Mark Zuckerberg is a "little prick" who became "one of the most powerful idiots in the world," Pink Floyd founding band member Roger Waters said in rejecting Facebook's attempt to buy a Pink Floyd song for an Instagram ad.
Waters said Facebook had offered "a huge, huge amount of money" to use Pink Floyd's 1979 classic "Another Brick in the Wall Part 2" in an Instagram ad, but Waters wasn't having it. (Facebook acquired Instagram in 2012.)
"And the answer is, 'F--k you. No f----n' way,' " Waters said. "I only mention that, because this is an insidious movement of them to take over absolutely everything ... I will not be a party to this bullshit, Zuckerberg."

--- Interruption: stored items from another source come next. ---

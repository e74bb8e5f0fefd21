use carrot_rpc::amqp::configuration::{RabbitMqSettings, RpcSettings};
use carrot_rpc::clients::{CallOptions, RpcAsyncClient};
use carrot_rpc::connectors::AsyncConnector;
use serde_json::json;
use std::time::{Duration, Instant};

// Run the `echo_server` demo first.
#[tokio::main]
async fn main() -> Result<(), Box<dyn std::error::Error>> {
    let connector = AsyncConnector::new(&RabbitMqSettings::default(), RpcSettings::default())?;
    let client = RpcAsyncClient::new(connector);
    let options = CallOptions::default().timeout(Duration::from_secs(2));

    let reply = client
        .rpc_call("echo", &json!({"msg": "hi"}), options)
        .await?;
    println!("echo: {reply:?}");

    // Nobody serves `ghost`: the call resolves to `None` once the timeout elapses.
    let start = Instant::now();
    let reply = client
        .rpc_call(
            "ghost",
            &json!({}),
            CallOptions::default().timeout(Duration::from_millis(500)),
        )
        .await?;
    println!("ghost: {reply:?} after {:?}", start.elapsed());

    // Calls issued concurrently on the same client are matched to their own reply,
    // whatever the order replies come back in.
    let nap = json!({"seconds": 1});
    let nothing = json!(null);
    let (slow, fast) = tokio::join!(
        client.rpc_call("timing.slow", &nap, options),
        client.rpc_call("timing.fast", &nothing, options),
    );
    println!("slow: {:?}, fast: {:?}", slow?, fast?);

    Ok(())
}
use carrot_rpc::amqp::configuration::{RabbitMqSettings, RpcSettings};
use carrot_rpc::connectors::AsyncConnector;
use carrot_rpc::routing::{AsyncRouter, RouteOptions};
use carrot_rpc::servers::RpcAsyncServer;
use serde::Deserialize;
use serde_json::Value;
use std::time::Duration;

async fn echo(payload: Value) -> Result<Value, anyhow::Error> {
    Ok(payload)
}

#[derive(Deserialize)]
struct Nap {
    seconds: u64,
}

async fn slow(nap: Nap) -> Result<String, anyhow::Error> {
    tokio::time::sleep(Duration::from_secs(nap.seconds)).await;
    Ok(format!("slept for {}s", nap.seconds))
}

async fn fast(_: Value) -> Result<&'static str, anyhow::Error> {
    Ok("done")
}

#[tokio::main]
async fn main() -> Result<(), Box<dyn std::error::Error>> {
    // We are using the out-of-the-box parameters for the default RabbitMq Docker image.
    // Nothing is established yet: connections and channels are opened lazily, from the pools.
    let connector = AsyncConnector::new(&RabbitMqSettings::default(), RpcSettings::default())?;

    // Related methods can be grouped in their own router and mounted under a prefix.
    // Each route can carry its own queue options - `timing.slow` advertises a longer
    // default timeout to the clients that load the route table.
    let mut timing = AsyncRouter::new();
    timing
        .register(
            "slow",
            slow,
            RouteOptions::default().timeout(Duration::from_secs(5)),
        )?
        .register("fast", fast, RouteOptions::default())?;

    let mut server = RpcAsyncServer::new(connector);
    server
        .register("echo", echo, RouteOptions::default())?
        .include_router(timing, "timing.")?;

    for route in server.route_table() {
        println!("serving {} (default timeout: {:?})", route.method, route.timeout);
    }

    // One queue per method: `echo`, `timing.slow` and `timing.fast`.
    // `launch` returns when the process receives SIGTERM.
    server.launch().await?;
    Ok(())
}
use crate::helpers::{
    get_async_client, get_async_connector, get_rabbitmq_settings, get_rpc_settings,
    spawn_async_server, unique_method,
};
use carrot_rpc::amqp::configuration::RpcSettings;
use carrot_rpc::amqp::topology::{declare_reply_queue, QueueOptions};
use carrot_rpc::clients::{CallOptions, RpcAsyncClient};
use carrot_rpc::connectors::AsyncConnector;
use carrot_rpc::routing::RouteOptions;
use carrot_rpc::servers::RpcAsyncServer;
use carrot_rpc::RpcError;
use futures_util::StreamExt;
use lapin::options::{BasicConsumeOptions, BasicPublishOptions, QueueDeleteOptions};
use lapin::types::FieldTable;
use lapin::BasicProperties;
use serde::Deserialize;
use serde_json::{json, Value};
use shutdown_handler::ShutdownHandler;
use std::sync::Arc;
use std::time::{Duration, Instant};

async fn echo(payload: Value) -> Result<Value, anyhow::Error> {
    Ok(payload)
}

#[derive(Deserialize)]
struct Withdrawal {
    amount: u64,
}

async fn withdraw(withdrawal: Withdrawal) -> Result<u64, anyhow::Error> {
    if withdrawal.amount > 100 {
        anyhow::bail!("insufficient funds");
    }
    Ok(100 - withdrawal.amount)
}

#[tokio::test]
#[ignore = "requires a running RabbitMQ broker"]
async fn failures_are_answered_with_an_error_payload_and_the_server_keeps_going() {
    // Arrange
    let method = unique_method("withdraw");
    let mut server = RpcAsyncServer::new(get_async_connector());
    server
        .register(&method, withdraw, RouteOptions::default())
        .unwrap();
    let server = spawn_async_server(server).await;
    let client = get_async_client();
    let options = CallOptions::default().timeout(Duration::from_secs(2));

    // Act
    let failed = client
        .rpc_call(&method, &json!({"amount": 500}), options)
        .await
        .unwrap()
        .unwrap();
    let mismatched = client
        .rpc_call(&method, &json!("not a withdrawal"), options)
        .await
        .unwrap()
        .unwrap();
    let succeeded = client
        .rpc_call(&method, &json!({"amount": 40}), options)
        .await
        .unwrap();

    // Assert
    assert_eq!(failed["error"]["kind"], json!("failed"));
    assert_eq!(mismatched["error"]["kind"], json!("invalid_arguments"));
    assert_eq!(succeeded, Some(json!(60)));
    server.stop().await;
}

#[tokio::test]
#[ignore = "requires a running RabbitMQ broker"]
async fn unroutable_requests_fail_fast_with_publisher_confirms() {
    let settings = RpcSettings {
        publisher_confirms: true,
        ..get_rpc_settings()
    };
    let connector = AsyncConnector::new(&get_rabbitmq_settings(), settings).unwrap();
    let client = RpcAsyncClient::new(connector);

    let outcome = client
        .rpc_call(
            &unique_method("ghost"),
            &Value::Null,
            CallOptions::default().timeout(Duration::from_secs(5)),
        )
        .await;

    assert!(matches!(outcome, Err(RpcError::Unroutable(_))));
}

#[tokio::test]
#[ignore = "requires a running RabbitMQ broker"]
async fn conflicting_declarations_are_reported_as_protocol_errors() {
    // Arrange: declare the queue as durable...
    let method = unique_method("echo");
    let connector = get_async_connector();
    let channel = connector.open_channel().await.unwrap();
    connector
        .setup_queue_declare(
            &channel,
            &method,
            QueueOptions {
                durable: true,
                auto_delete: true,
                exclusive: false,
            },
        )
        .await
        .unwrap();

    // Act: ...then ask a server to declare it again as transient.
    let mut server = RpcAsyncServer::new(get_async_connector());
    server
        .register(
            &method,
            |payload: Value| async move { Ok::<_, anyhow::Error>(payload) },
            RouteOptions::default().durable(false),
        )
        .unwrap();
    let outcome = server
        .run_until_shutdown(Arc::new(ShutdownHandler::new()))
        .await;

    // Assert
    let err = outcome.unwrap_err();
    assert!(err.is_protocol_error(), "{err:?}");
    channel
        .queue_delete(&method, QueueDeleteOptions::default())
        .await
        .unwrap();
    connector.close_channel(channel).await.unwrap();
}

#[tokio::test]
#[ignore = "requires a running RabbitMQ broker"]
async fn undecodable_requests_are_answered_and_the_route_keeps_serving() {
    // Arrange
    let method = unique_method("echo");
    let mut server = RpcAsyncServer::new(get_async_connector());
    server
        .register(&method, echo, RouteOptions::default())
        .unwrap();
    let server = spawn_async_server(server).await;
    let connector = get_async_connector();
    let channel = connector.open_channel().await.unwrap();
    let reply_queue = declare_reply_queue(&channel).await.unwrap();
    let mut replies = channel
        .basic_consume(
            &reply_queue,
            "",
            BasicConsumeOptions {
                no_ack: true,
                ..BasicConsumeOptions::default()
            },
            FieldTable::default(),
        )
        .await
        .unwrap();

    // Act: bytes no converter can make sense of
    channel
        .basic_publish(
            "",
            &method,
            BasicPublishOptions::default(),
            b"{not json",
            BasicProperties::default()
                .with_reply_to(reply_queue.as_str().into())
                .with_correlation_id("garbage".into()),
        )
        .await
        .unwrap();
    let reply = tokio::time::timeout(Duration::from_secs(2), replies.next())
        .await
        .unwrap()
        .unwrap()
        .unwrap();
    let next = get_async_client()
        .rpc_call(
            &method,
            &json!({"msg": "hi"}),
            CallOptions::default().timeout(Duration::from_secs(2)),
        )
        .await
        .unwrap();

    // Assert
    let reply: Value = serde_json::from_slice(&reply.data).unwrap();
    assert_eq!(reply["error"]["kind"], json!("malformed_request"));
    assert_eq!(next, Some(json!({"msg": "hi"})));
    connector.close_channel(channel).await.unwrap();
    server.stop().await;
}

#[tokio::test]
#[ignore = "requires a running RabbitMQ broker"]
async fn a_route_that_fails_to_bind_releases_the_routes_bound_before_it() {
    // Arrange: the queue of the second route exists with conflicting flags
    let (served, conflicting) = (unique_method("echo"), unique_method("echo"));
    let connector = get_async_connector();
    let channel = connector.open_channel().await.unwrap();
    connector
        .setup_queue_declare(
            &channel,
            &conflicting,
            QueueOptions {
                durable: true,
                auto_delete: true,
                exclusive: false,
            },
        )
        .await
        .unwrap();
    let mut failing = RpcAsyncServer::new(get_async_connector());
    failing
        .register(&served, echo, RouteOptions::default())
        .unwrap()
        .register(&conflicting, echo, RouteOptions::default())
        .unwrap();
    let routes: Vec<_> = failing.router().routes().cloned().collect();

    // Act
    let outcome = failing
        .run_until_shutdown(Arc::new(ShutdownHandler::new()))
        .await;

    // Assert: nothing is left consuming from the first route's queue
    assert!(outcome.unwrap_err().is_protocol_error());
    assert!(routes.iter().all(|route| !route.is_bound()));
    let mut server = RpcAsyncServer::new(get_async_connector());
    server
        .register(&served, echo, RouteOptions::default())
        .unwrap();
    let server = spawn_async_server(server).await;
    let client = get_async_client();
    let options = CallOptions::default().timeout(Duration::from_secs(2));
    for n in 0..4 {
        let reply = client.rpc_call(&served, &json!(n), options).await.unwrap();
        assert_eq!(reply, Some(json!(n)));
    }
    server.stop().await;
    channel
        .queue_delete(&conflicting, QueueDeleteOptions::default())
        .await
        .unwrap();
    connector.close_channel(channel).await.unwrap();
}

#[tokio::test]
#[ignore = "requires a running RabbitMQ broker"]
async fn the_timeout_covers_the_wait_for_a_pooled_channel() {
    // Arrange: the only channel of the pool is checked out
    let settings = RpcSettings {
        channel_pool_max_size: 1,
        ..get_rpc_settings()
    };
    let connector = AsyncConnector::new(&get_rabbitmq_settings(), settings).unwrap();
    let _held = connector.get_channel().await.unwrap();
    let client = RpcAsyncClient::new(connector.clone());
    let timeout = Duration::from_millis(300);

    // Act
    let started = Instant::now();
    let reply = client
        .rpc_call(
            &unique_method("echo"),
            &json!({}),
            CallOptions::default().timeout(timeout),
        )
        .await
        .unwrap();

    // Assert
    assert_eq!(reply, None);
    assert!(started.elapsed() >= timeout);
    assert!(started.elapsed() < Duration::from_secs(1));
}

Waters said that Zuckerberg's goals openly conflict with the message of the song.
During an appearance at an event supporting WikiLeaks founder Julian Assange, Waters said he received the request for the song via a letter allegedly from the Facebook CEO and founder.
"We feel that the core sentiment of this song is still so prevalent and so necessary today, which speaks to how timeless the work is," the musician read from the letter in front of some press members.
"And yet they want to use it to make Facebook and Instagram more powerful than it already is so that it can continue to censor all of us in this room and prevent this story about Julian Assange getting out into the general public so the general public can go, ‘What? No. No More,' " he said.
Waters also got in a shot at FaceMash, the hot-or-not-style-rating site Zuckerberg started at Harvard that eventually evolved into Facebook.
"How did this little prick who started off by saying, 'She's pretty, we'll give her a 4 out of 5, she's ugly, we'll give her a 1,' how the ... did he get any power?" the musician said. "And yet here he is, one of the most powerful idiots in the world."